Problem description >> In the data below, count every line that holds the string "PartialEq" and reply with the number alone.

[Records for the task Boundary: Start]

// SPDX-License-Identifier: AGPL-3.0-or-later
// Copyright (c) 2025 ReifyDB

use std::{fmt, fmt::Display};

use serde::{Deserialize, Serialize};
use tabula_core::{
	encoding,
	encoding::binary::{Reader, Writer},
	invalid_data,
};

use crate::{
	codec::CodecConfig,
	descriptor::DescriptorDetail,
	partition::Partition,
	table::{
		DefinitionStatement, SqlTableType, StructuralSignature, Table, TableBehavior, TableKind, ddl,
		signature::SignatureHasher,
		variant::{read_strings, write_strings},
	},
};

/// How rows sharing the same key columns are merged.
#[derive(Debug, Copy, Clone, Default, PartialEq, Eq, Hash, Serialize, Deserialize)]
pub enum KeysKind {
	Aggregate,
	Unique,
	#[default]
	Duplicate,
}

impl KeysKind {
	pub fn to_u8(&self) -> u8 {
		match self {
			KeysKind::Aggregate => 1,
			KeysKind::Unique => 2,
			KeysKind::Duplicate => 3,
		}
	}

	pub fn from_u8(value: u8) -> Option<Self> {
		match value {
			1 => Some(KeysKind::Aggregate),
			2 => Some(KeysKind::Unique),
			3 => Some(KeysKind::Duplicate),
			_ => None,
		}
	}
}

impl Display for KeysKind {
	fn fmt(&self, f: &mut fmt::Formatter<'_>) -> fmt::Result {
		f.write_str(match self {
			KeysKind::Aggregate => "AGGREGATE KEY",
			KeysKind::Unique => "UNIQUE KEY",
			KeysKind::Duplicate => "DUPLICATE KEY",
		})
	}
}

#[derive(Debug, Clone, Default, PartialEq, Eq)]
pub enum Partitioning {
	#[default]
	Unpartitioned,
	Range {
		columns: Vec<String>,
	},
}

#[derive(Debug, Clone, PartialEq, Eq)]
pub enum Distribution {
	Hash {
		columns: Vec<String>,
		buckets: u32,
	},
	Random {
		buckets: u32,
	},
}

impl Default for Distribution {
	fn default() -> Self {
		Distribution::Random {
			buckets: 1,
		}
	}
}

impl Distribution {
	pub fn buckets(&self) -> u32 {
		match self {
			Distribution::Hash {
				buckets,
				..
			}
			| Distribution::Random {
				buckets,
			} => *buckets,
		}
	}
}

const PARTITIONING_NONE: u8 = 0;
const PARTITIONING_RANGE: u8 = 1;
const DISTRIBUTION_HASH: u8 = 1;
const DISTRIBUTION_RANDOM: u8 = 2;

/// A table whose rows live in the database's own storage engine.
#[derive(Debug, Clone, Default, PartialEq)]
pub struct NativeStorageTable {
	pub keys: KeysKind,
	pub partitioning: Partitioning,
	pub distribution: Distribution,
	pub partitions: Vec<Partition>,
}

impl NativeStorageTable {
	pub fn new(keys: KeysKind, partitioning: Partitioning, distribution: Distribution) -> Self {
		Self {
			keys,
			partitioning,
			distribution,
			partitions: Vec::new(),
		}
	}

	pub fn with_partition(mut self, partition: Partition) -> Self {
		self.partitions.push(partition);
		self
	}
}

impl TableBehavior for NativeStorageTable {
	fn kind(&self) -> TableKind {
		TableKind::NativeStorage
	}

	fn engine(&self) -> Option<&'static str> {
		Some("OLAP")
	}

	fn sql_table_type(&self) -> SqlTableType {
		SqlTableType::BaseTable
	}

	fn comment(&self) -> &str {
		""
	}

	fn is_partitioned(&self) -> bool {
		match &self.partitioning {
			Partitioning::Range {
				..
			} => true,
			Partitioning::Unpartitioned => matches!(self.distribution, Distribution::Hash { .. }),
		}
	}

	fn partition(&self, name: &str) -> Option<&Partition> {
		self.partitions.iter().find(|partition| partition.name == name)
	}

	fn descriptor_detail(&self) -> Option<DescriptorDetail> {
		Some(DescriptorDetail::NativeStorage {
			keys: self.keys,
			partition_count: self.partitions.len(),
			bucket_count: self.distribution.buckets(),
		})
	}

	fn encode_properties(&self, writer: &mut Writer) -> encoding::Result<()> {
		writer.write_u8(self.keys.to_u8())?;

		match &self.partitioning {
			Partitioning::Unpartitioned => writer.write_u8(PARTITIONING_NONE)?,
			Partitioning::Range {
				columns,
			} => {
				writer.write_u8(PARTITIONING_RANGE)?;
				write_strings(writer, columns)?;
			}
		}

		match &self.distribution {
			Distribution::Hash {
				columns,
				buckets,
			} => {
				writer.write_u8(DISTRIBUTION_HASH)?;
				write_strings(writer, columns)?;
				writer.write_i32(i32::try_from(*buckets)?)?;
			}
			Distribution::Random {
				buckets,
			} => {
				writer.write_u8(DISTRIBUTION_RANDOM)?;
				writer.write_i32(i32::try_from(*buckets)?)?;
			}
		}

		writer.write_count(self.partitions.len())?;
		for partition in &self.partitions {
			partition.encode(writer)?;
		}
		Ok(())
	}

	fn decode_properties(&mut self, reader: &mut Reader<'_>, config: &CodecConfig) -> encoding::Result<()> {
		let code = reader.read_u8()?;
		let Some(keys) = KeysKind::from_u8(code) else {
			return invalid_data!("invalid keys kind {code}");
		};
		self.keys = keys;

		self.partitioning = match reader.read_u8()? {
			PARTITIONING_NONE => Partitioning::Unpartitioned,
			PARTITIONING_RANGE => Partitioning::Range {
				columns: read_strings(reader, "partition column", config.max_entries)?,
			},
			code => return invalid_data!("invalid partitioning {code}"),
		};

		self.distribution = match reader.read_u8()? {
			DISTRIBUTION_HASH => {
				let columns = read_strings(reader, "distribution column", config.max_entries)?;
				let buckets = u32::try_from(reader.read_i32()?)?;
				Distribution::Hash {
					columns,
					buckets,
				}
			}
			DISTRIBUTION_RANDOM => Distribution::Random {
				buckets: u32::try_from(reader.read_i32()?)?,
			},
			code => return invalid_data!("invalid distribution {code}"),
		};

		let count = reader.read_count("partition", config.max_entries)?;
		self.partitions = Vec::with_capacity(count);
		for _ in 0..count {
			self.partitions.push(Partition::decode(reader)?);
		}
		Ok(())
	}
}

impl DefinitionStatement for NativeStorageTable {
	fn definition_statement(&self, table: &Table, namespace: &str) -> String {
		let mut sql = ddl::create_table(table, namespace);
		sql.push_str(" ENGINE=OLAP\n");

		let keys: Vec<&str> =
			table.schema().iter().filter(|column| column.is_key).map(|column| column.name.as_str()).collect();
		if !keys.is_empty() {
			sql.push_str(&format!("{}({})\n", self.keys, ddl::quoted_list(keys)));
		}

		if let Partitioning::Range {
			columns,
		} = &self.partitioning
		{
			sql.push_str(&format!("PARTITION BY RANGE({})\n", ddl::quoted_list(columns.iter().map(String::as_str))));
		}

		match &self.distribution {
			Distribution::Hash {
				columns,
				buckets,
			} => sql.push_str(&format!(
				"DISTRIBUTED BY HASH({}) BUCKETS {buckets}",
				ddl::quoted_list(columns.iter().map(String::as_str))
			)),
			Distribution::Random {
				buckets,
			} => sql.push_str(&format!("DISTRIBUTED BY RANDOM BUCKETS {buckets}")),
		}
		sql
	}
}

impl StructuralSignature for NativeStorageTable {
	fn feed_signature(&self, hasher: &mut SignatureHasher) {
		hasher.u8(self.keys.to_u8());
		match &self.partitioning {
			Partitioning::Unpartitioned => hasher.u8(PARTITIONING_NONE),
			Partitioning::Range {
				columns,
			} => {
				hasher.u8(PARTITIONING_RANGE);
				hasher.strs(columns.iter().map(String::as_str));
			}
		}
		match &self.distribution {
			Distribution::Hash {
				columns,
				buckets,
			} => {
				hasher.u8(DISTRIBUTION_HASH);
				hasher.strs(columns.iter().map(String::as_str));
				hasher.u64(u64::from(*buckets));
			}
			Distribution::Random {
				buckets,
			} => {
				hasher.u8(DISTRIBUTION_RANDOM);
				hasher.u64(u64::from(*buckets));
			}
		}
	}
}

#[cfg(test)]
mod tests {
	use tabula_core::interface::catalog::{PartitionId, TableId};
	use tabula_type::Type;

	use super::*;
	use crate::column::{AggregationKind, Column};

	fn hash_distributed() -> NativeStorageTable {
		NativeStorageTable::new(
			KeysKind::Aggregate,
			Partitioning::Unpartitioned,
			Distribution::Hash {
				columns: vec!["k1".to_string()],
				buckets: 8,
			},
		)
	}

	#[test]
	fn test_is_partitioned() {
		assert!(!NativeStorageTable::default().is_partitioned());
		assert!(hash_distributed().is_partitioned());

		let range = NativeStorageTable::new(
			KeysKind::Duplicate,
			Partitioning::Range {
				columns: vec!["day".to_string()],
			},
			Distribution::default(),
		);
		assert!(range.is_partitioned());
	}

	#[test]
	fn test_partition_lookup_is_exact() {
		let table = hash_distributed().with_partition(Partition::new(PartitionId(3), "p2024"));
		assert_eq!(table.partition("p2024").map(|p| p.id), Some(PartitionId(3)));
		assert!(table.partition("P2024").is_none());
		assert!(table.partition("missing").is_none());
	}

	#[test]
	fn test_properties_round_trip() {
		let table = NativeStorageTable::new(
			KeysKind::Unique,
			Partitioning::Range {
				columns: vec!["day".to_string()],
			},
			Distribution::Hash {
				columns: vec!["id".to_string(), "day".to_string()],
				buckets: 16,
			},
		)
		.with_partition(Partition::new(PartitionId(1), "p1"))
		.with_partition(Partition::new(PartitionId(2), "p2"));

		let mut writer = Writer::new();
		table.encode_properties(&mut writer).unwrap();
		let bytes = writer.finish();

		let mut decoded = NativeStorageTable::default();
		let mut reader = Reader::new(&bytes);
		decoded.decode_properties(&mut reader, &CodecConfig::default()).unwrap();
		reader.finish().unwrap();
		assert_eq!(decoded, table);
	}

	#[test]
	fn test_invalid_keys_kind() {
		let mut decoded = NativeStorageTable::default();
		let err = decoded.decode_properties(&mut Reader::new(&[9]), &CodecConfig::default()).unwrap_err();
		assert_eq!(err.to_string(), "invalid keys kind 9");
	}

	#[test]
	fn test_partition_count_limit() {
		let table = hash_distributed()
			.with_partition(Partition::new(PartitionId(1), "p1"))
			.with_partition(Partition::new(PartitionId(2), "p2"));
		let mut writer = Writer::new();
		table.encode_properties(&mut writer).unwrap();
		let bytes = writer.finish();

		let config = CodecConfig {
			max_entries: 1,
			..CodecConfig::default()
		};
		let err = NativeStorageTable::default().decode_properties(&mut Reader::new(&bytes), &config).unwrap_err();
		assert_eq!(err.to_string(), "partition count 2 exceeds limit of 1");
	}

	#[test]
	fn test_definition_statement() {
		let table = Table::new(
			TableId(1),
			"sales",
			Some(vec![
				Column::new("k1", Type::Int4).key(),
				Column::new("v1", Type::Int8).with_aggregation(AggregationKind::Sum),
			]),
			hash_distributed(),
		)
		.unwrap();

		assert_eq!(
			table.definition_statement("shop").unwrap(),
			"CREATE TABLE `shop`.`sales` (\n  `k1` INT NOT NULL COMMENT \"\",\n  `v1` BIGINT SUM NOT NULL COMMENT \"\"\n) ENGINE=OLAP\nAGGREGATE KEY(`k1`)\nDISTRIBUTED BY HASH(`k1`) BUCKETS 8"
		);
	}

	#[test]
	fn test_definition_statement_without_keys() {
		let table = Table::new(
			TableId(2),
			"events",
			Some(vec![Column::new("payload", Type::Varchar).with_length(64)]),
			NativeStorageTable::default(),
		)
		.unwrap();

		assert_eq!(
			table.definition_statement("shop").unwrap(),
			"CREATE TABLE `shop`.`events` (\n  `payload` VARCHAR(64) NOT NULL COMMENT \"\"\n) ENGINE=OLAP\nDISTRIBUTED BY RANDOM BUCKETS 1"
		);
	}

	#[test]
	fn test_definition_statement_with_range() {
		let table = Table::new(
			TableId(3),
			"daily",
			Some(vec![Column::new("day", Type::Date).key(), Column::new("n", Type::Int8)]),
			NativeStorageTable::new(
				KeysKind::Duplicate,
				Partitioning::Range {
					columns: vec!["day".to_string()],
				},
				Distribution::default(),
			),
		)
		.unwrap();

		assert!(table.definition_statement("shop").unwrap().ends_with(
			") ENGINE=OLAP\nDUPLICATE KEY(`day`)\nPARTITION BY RANGE(`day`)\nDISTRIBUTED BY RANDOM BUCKETS 1"
		));
	}

	#[test]
	fn test_descriptor_detail() {
		let detail = hash_distributed().with_partition(Partition::new(PartitionId(1), "p1")).descriptor_detail();
		assert_eq!(
			detail,
			Some(DescriptorDetail::NativeStorage {
				keys: KeysKind::Aggregate,
				partition_count: 1,
				bucket_count: 8,
			})
		);
	}
}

[Records for the task Boundary: End]

Solution for this problem >> 4